Example of CLEM using cryosections and the high-data-output CLEM (HDO-CLEM) method. Smooth Russell bodies (SRBs, tubular shape) (A–C) and rough Russell bodies (RRBs, round shape) (D–K)–expressing HeLa cells (Mattioli et al. 2006) have been analyzed by EM and light microscopy. SRBs represent enlarged endoplasmic reticulum–Golgi intermediate compartments, whereas RRBs represent enlarged rough endoplasmic reticulum (RER) compartments. Immunofluorescence staining identifies μ-ΔCH1 (Cy3), a recombinantly expressed mutant immunoglobulin chain accumulated in both SRBs and RRBs. Green labeling refers to calreticulin, a marker for RER. (A) Immunofluorescence labeling for μ-ΔCH1 (Cy3). Confocal laser scanning microscopy (CLSM) optical sectioning poorly resolves the complex tubular architecture of an SRB imaged through the xy middle plane of a three-dimensional (3D) stack; xz axial views along the dotted lines are shown. (B) Transparent surface rendering of the 3D stack shown in A, obtained by MICROSCOBIOJ software. The 3D organization of the SRB tubular structures is not identifiable.
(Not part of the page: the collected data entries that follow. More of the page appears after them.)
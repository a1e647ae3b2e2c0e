//! # Display Animator
//! Pure animation math for on-screen counters.
//!
//! Two shapes:
//! - `Simple`: one ease-out tween from the current value to the target.
//! - `Staged`: ease-out to `target * fast_phase_ratio`, then a linear creep to
//!   `target` over a long window (hours). Used for cumulative counters, so with
//!   non-decreasing targets the displayed value never goes backwards.
//!
//! Every animation is a function of elapsed milliseconds; [`driver`] feeds it
//! frames. Values stay full precision here, formatting happens at render time.

pub mod driver;

use std::time::Duration;

use anyhow::{bail, Result};

/// Fast phases shorter than this are stretched (0 ms still means "skip").
pub const MIN_FAST_PHASE: Duration = Duration::from_millis(200);

#[derive(Debug, Clone, Copy, PartialEq)]
pub enum AnimationSpec {
    Simple {
        duration: Duration,
    },
    Staged {
        fast_phase_ratio: f64,
        fast_phase_duration: Duration,
        slow_phase_duration: Duration,
    },
}

impl AnimationSpec {
    /// 1.2 s ease-out counter.
    pub fn simple() -> Self {
        AnimationSpec::Simple {
            duration: Duration::from_millis(1_200),
        }
    }

    /// 99% in 800 ms, the last 1% over eight hours.
    pub fn staged() -> Self {
        AnimationSpec::Staged {
            fast_phase_ratio: 0.99,
            fast_phase_duration: Duration::from_millis(800),
            slow_phase_duration: Duration::from_secs(8 * 3600),
        }
    }

    pub fn validate(&self) -> Result<()> {
        if let AnimationSpec::Staged {
            fast_phase_ratio, ..
        } = self
        {
            if !fast_phase_ratio.is_finite() || !(0.0..=1.0).contains(fast_phase_ratio) {
                bail!("fast_phase_ratio must be within [0, 1], got {fast_phase_ratio}");
            }
        }
        Ok(())
    }
}

/// Cubic ease-out on `t` in [0, 1].
pub fn ease_out(t: f64) -> f64 {
    let t = t.clamp(0.0, 1.0);
    let inv = 1.0 - t;
    1.0 - inv * inv * inv
}

fn ms(d: Duration) -> f64 {
    d.as_secs_f64() * 1_000.0
}

/// Clamp `v` into the span between `a` and `b`, whichever order they come in.
fn within(v: f64, a: f64, b: f64) -> f64 {
    v.max(a.min(b)).min(a.max(b))
}

#[derive(Debug, Clone, Copy, PartialEq)]
pub struct SimpleAnimation {
    pub from: f64,
    pub to: f64,
    pub duration_ms: f64,
}

impl SimpleAnimation {
    pub fn new(from: f64, to: f64, duration: Duration) -> Self {
        Self {
            from,
            to,
            duration_ms: ms(duration),
        }
    }

    pub fn value_at(&self, elapsed_ms: f64) -> f64 {
        if self.duration_ms <= 0.0 || elapsed_ms >= self.duration_ms {
            return self.to;
        }
        let p = ease_out(elapsed_ms.max(0.0) / self.duration_ms);
        self.from + (self.to - self.from) * p
    }

    pub fn is_done(&self, elapsed_ms: f64) -> bool {
        elapsed_ms >= self.duration_ms
    }
}

#[derive(Debug, Clone, Copy, PartialEq)]
pub struct StagedAnimation {
    pub from: f64,
    /// Where the fast phase stops and the slow phase starts.
    pub fast_end: f64,
    pub target: f64,
    pub fast_ms: f64,
    pub slow_ms: f64,
}

impl StagedAnimation {
    pub fn new(
        current: f64,
        target: f64,
        fast_phase_ratio: f64,
        fast_phase_duration: Duration,
        slow_phase_duration: Duration,
    ) -> Self {
        let ratio = if fast_phase_ratio.is_nan() {
            1.0
        } else {
            fast_phase_ratio.clamp(0.0, 1.0)
        };
        // Below zero `target * ratio` lands past the target; cap it there.
        let fast_target = (target * ratio).min(target);
        let slow_ms = ms(slow_phase_duration);

        if target <= current {
            // Nothing left to climb; settle on the target.
            return Self {
                from: target,
                fast_end: target,
                target,
                fast_ms: 0.0,
                slow_ms: 0.0,
            };
        }
        if fast_phase_duration.is_zero() || current >= fast_target {
            return Self {
                from: current,
                fast_end: current,
                target,
                fast_ms: 0.0,
                slow_ms,
            };
        }
        Self {
            from: current,
            fast_end: fast_target,
            target,
            fast_ms: ms(fast_phase_duration.max(MIN_FAST_PHASE)),
            slow_ms,
        }
    }

    pub fn value_at(&self, elapsed_ms: f64) -> f64 {
        let elapsed = elapsed_ms.max(0.0);
        if elapsed < self.fast_ms {
            let p = ease_out(elapsed / self.fast_ms);
            let v = self.from + (self.fast_end - self.from) * p;
            return within(v, self.from, self.fast_end);
        }
        if self.slow_ms <= 0.0 {
            return self.target;
        }
        let p = ((elapsed - self.fast_ms) / self.slow_ms).clamp(0.0, 1.0);
        within(self.fast_end + (self.target - self.fast_end) * p, self.fast_end, self.target)
    }

    pub fn is_done(&self, elapsed_ms: f64) -> bool {
        elapsed_ms >= self.fast_ms + self.slow_ms
    }
}

#[derive(Debug, Clone, Copy, PartialEq)]
enum Motion {
    Idle(f64),
    Simple(SimpleAnimation),
    Staged(StagedAnimation),
}

/// Stateful wrapper: owns the in-flight animation and restarts it from the
/// currently displayed value whenever a new target arrives.
#[derive(Debug, Clone)]
pub struct Animator {
    spec: AnimationSpec,
    reduced_motion: bool,
    motion: Motion,
    started_at_ms: i64,
    target: Option<f64>,
}

impl Animator {
    /// An invalid `spec` is logged and replaced by [`AnimationSpec::simple`].
    pub fn new(spec: AnimationSpec, initial: f64, reduced_motion: bool) -> Self {
        let spec = match spec.validate() {
            Ok(()) => spec,
            Err(e) => {
                tracing::warn!(error = %e, "invalid animation spec, using a simple tween");
                AnimationSpec::simple()
            }
        };
        Self {
            spec,
            reduced_motion,
            motion: Motion::Idle(initial),
            started_at_ms: 0,
            target: None,
        }
    }

    pub fn target(&self) -> Option<f64> {
        self.target
    }

    /// Cancel whatever is running and head for `target` from the value shown at `now_ms`.
    pub fn set_target(&mut self, target: f64, now_ms: i64) {
        if !target.is_finite() {
            return;
        }
        let current = self.value_at(now_ms);
        self.target = Some(target);
        self.started_at_ms = now_ms;

        if self.reduced_motion {
            self.motion = Motion::Idle(target);
            return;
        }
        self.motion = match self.spec {
            AnimationSpec::Simple { duration } => {
                Motion::Simple(SimpleAnimation::new(current, target, duration))
            }
            AnimationSpec::Staged {
                fast_phase_ratio,
                fast_phase_duration,
                slow_phase_duration,
            } => Motion::Staged(StagedAnimation::new(
                current,
                target,
                fast_phase_ratio,
                fast_phase_duration,
                slow_phase_duration,
            )),
        };
    }

    fn elapsed(&self, now_ms: i64) -> f64 {
        now_ms.saturating_sub(self.started_at_ms).max(0) as f64
    }

    pub fn value_at(&self, now_ms: i64) -> f64 {
        let elapsed = self.elapsed(now_ms);
        match &self.motion {
            Motion::Idle(v) => *v,
            Motion::Simple(a) => a.value_at(elapsed),
            Motion::Staged(a) => a.value_at(elapsed),
        }
    }

    /// True once the displayed value has reached the target.
    pub fn is_settled(&self, now_ms: i64) -> bool {
        let elapsed = self.elapsed(now_ms);
        match &self.motion {
            Motion::Idle(_) => true,
            Motion::Simple(a) => a.is_done(elapsed),
            Motion::Staged(a) => a.is_done(elapsed),
        }
    }
}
The white dot in B corresponds to the cross-point of the dotted lines in A. (C) Immunogold labeling for μ-ΔCH1. Transmission electron microscopy (TEM) image of a 200-nm-thick cryosection of an SRB showing the intricate tubular structure. (D–G) Double immunolabeling on 60-nm or 200-nm (H–K) cryosections of RRBs. (D,H) Immunofluorescence colocalization of calreticulin (Cy3, red) and μ-ΔCH1 (Cy2, green). Nuclei labeled with 4′,6-diamidino-2-phenylindole (blue). Images were collected either by CLSM (D) or by wide-field microscopy (WFM) (H). (G–K) Immunogold labeling colocalization of calreticulin (10 nm) and μ-ΔCH1 (15 nm) of the same sections shown in D and H. (G,K) Higher magnification of the squared areas in E,F and I,J, respectively. Bars: A = 2 μm; C,F,J = 1 μm; D,E,H,I = 5 μm; G,K = 0.5 μm. With permission, Vicidomini et al. Traffic 9:1828–1838, 2008.

Figure 3

HDO-CLEM: Schematic workflow. Pellets from cell cultures are prepared according to the Tokuyasu technique (trimmed block). Ribbons of serial sections are placed on “finder” grids and immunolabeled for light and electron microscopy. A thin layer of methylcellulose is added to the sections to protect them from damage and photobleaching. Grids are next mounted on glass coverslips with glycerol and imaged by WFM and/or CLSM. Once imaging has been completed, grids are extensively washed and stained for EM with uranyl acetate and methylcellulose. Single or serial sections are scanned for areas of interest using grid references and analyzed by standard EM or electron tomography (ET). FLM and TEM-ET images are processed.